● **Given records**:
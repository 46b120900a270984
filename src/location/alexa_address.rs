//! Device address lookup through the Alexa device settings API.

use super::{AddressLookup, DeviceAddress, DeviceContext, ResolveError};
use async_trait::async_trait;
use log::{debug, error, warn};
use reqwest::{Client, StatusCode};
use secrecy::ExposeSecret;
use serde::Deserialize;

#[derive(Debug, Deserialize)]
#[serde(rename_all = "camelCase")]
struct CountryAndPostalCode {
    country_code: Option<String>,
    postal_code: Option<String>,
}

#[derive(Debug, Clone)]
pub struct AlexaAddressClient {
    http: Client,
}

impl AlexaAddressClient {
    pub fn new(http: Client) -> Self {
        Self { http }
    }

    fn address_url(api_endpoint: &str, device_id: &str) -> String {
        format!(
            "{}/v1/devices/{}/settings/address/countryAndPostalCode",
            api_endpoint.trim_end_matches('/'),
            device_id
        )
    }
}

#[async_trait]
impl AddressLookup for AlexaAddressClient {
    async fn lookup(&self, device: &DeviceContext) -> Result<DeviceAddress, ResolveError> {
        let Some(consent_token) = device.consent_token.as_ref() else {
            warn!("No consent token for device {}", device.device_id);
            return Err(ResolveError::PermissionNotGranted);
        };

        let url = Self::address_url(&device.api_endpoint, &device.device_id);
        debug!("Requesting device address from {}", url);

        let response = self
            .http
            .get(&url)
            .bearer_auth(consent_token.expose_secret())
            .send()
            .await
            .map_err(|e| {
                error!("Device address request failed: {}", e);
                ResolveError::PermissionNotGranted
            })?;

        let status = response.status();
        let body = response.text().await.map_err(|e| {
            error!("Failed to read device address response: {}", e);
            ResolveError::PermissionNotGranted
        })?;
        address_from_response(status, &body)
    }
}

/// Interpret the device settings API response.
pub fn address_from_response(status: StatusCode, body: &str) -> Result<DeviceAddress, ResolveError> {
    if status != StatusCode::OK {
        warn!("Device address lookup returned {}", status);
        return Err(ResolveError::PermissionNotGranted);
    }

    let parsed: CountryAndPostalCode = serde_json::from_str(body)
        .map_err(|e| ResolveError::AddressNotUnderstood(e.to_string()))?;

    match (parsed.postal_code, parsed.country_code) {
        (Some(postal_code), Some(country_code)) => Ok(DeviceAddress { postal_code, country_code }),
        _ => Err(ResolveError::AddressNotUnderstood(
            "the device has no postal code or country set".to_string(),
        )),
    }
}
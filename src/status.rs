//! Mapping free-form status phrases to a Slack status.

use serde::Serialize;

const FALLBACK_EMOJI: &str = ":speech_balloon:";
const DO_NOT_DISTURB: &str = "Do not disturb";

/// Checked in order; the first keyword found in the phrase wins.
const KEYWORDS: &[(&str, &str)] = &[
    ("lunch", ":hamburger:"),
    ("coffee", ":coffee:"),
    ("busy", ":no_entry:"),
    ("errand", ":car:"),
    ("doctor", ":hospital:"),
    ("away", ":no_entry:"),
    ("call", ":phone:"),
    ("meeting", ":calendar:"),
    ("sick", ":face_with_thermometer:"),
    ("commuting", ":bus:"),
];

/// The text and emoji shown next to a Slack user's name.
#[derive(Debug, Clone, PartialEq, Eq, Serialize)]
pub struct StatusProfile {
    #[serde(rename = "status_text")]
    pub text: String,
    #[serde(rename = "status_emoji")]
    pub emoji: String,
}

impl StatusProfile {
    pub fn cleared() -> Self {
        Self { text: String::new(), emoji: String::new() }
    }

    pub fn is_cleared(&self) -> bool {
        self.text.is_empty() && self.emoji.is_empty()
    }
}

pub fn map_status(input: &str) -> StatusProfile {
    let lowered = input.to_lowercase();

    for (keyword, emoji) in KEYWORDS {
        if lowered.contains(keyword) {
            let text = if *keyword == "busy" { DO_NOT_DISTURB } else { input };
            return StatusProfile { text: text.to_string(), emoji: emoji.to_string() };
        }
    }

    StatusProfile { text: input.to_string(), emoji: FALLBACK_EMOJI.to_string() }
}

● **Exercise aim**: How many of the lines above hold "input"? Answer with only the number.

● **The completed task**: 4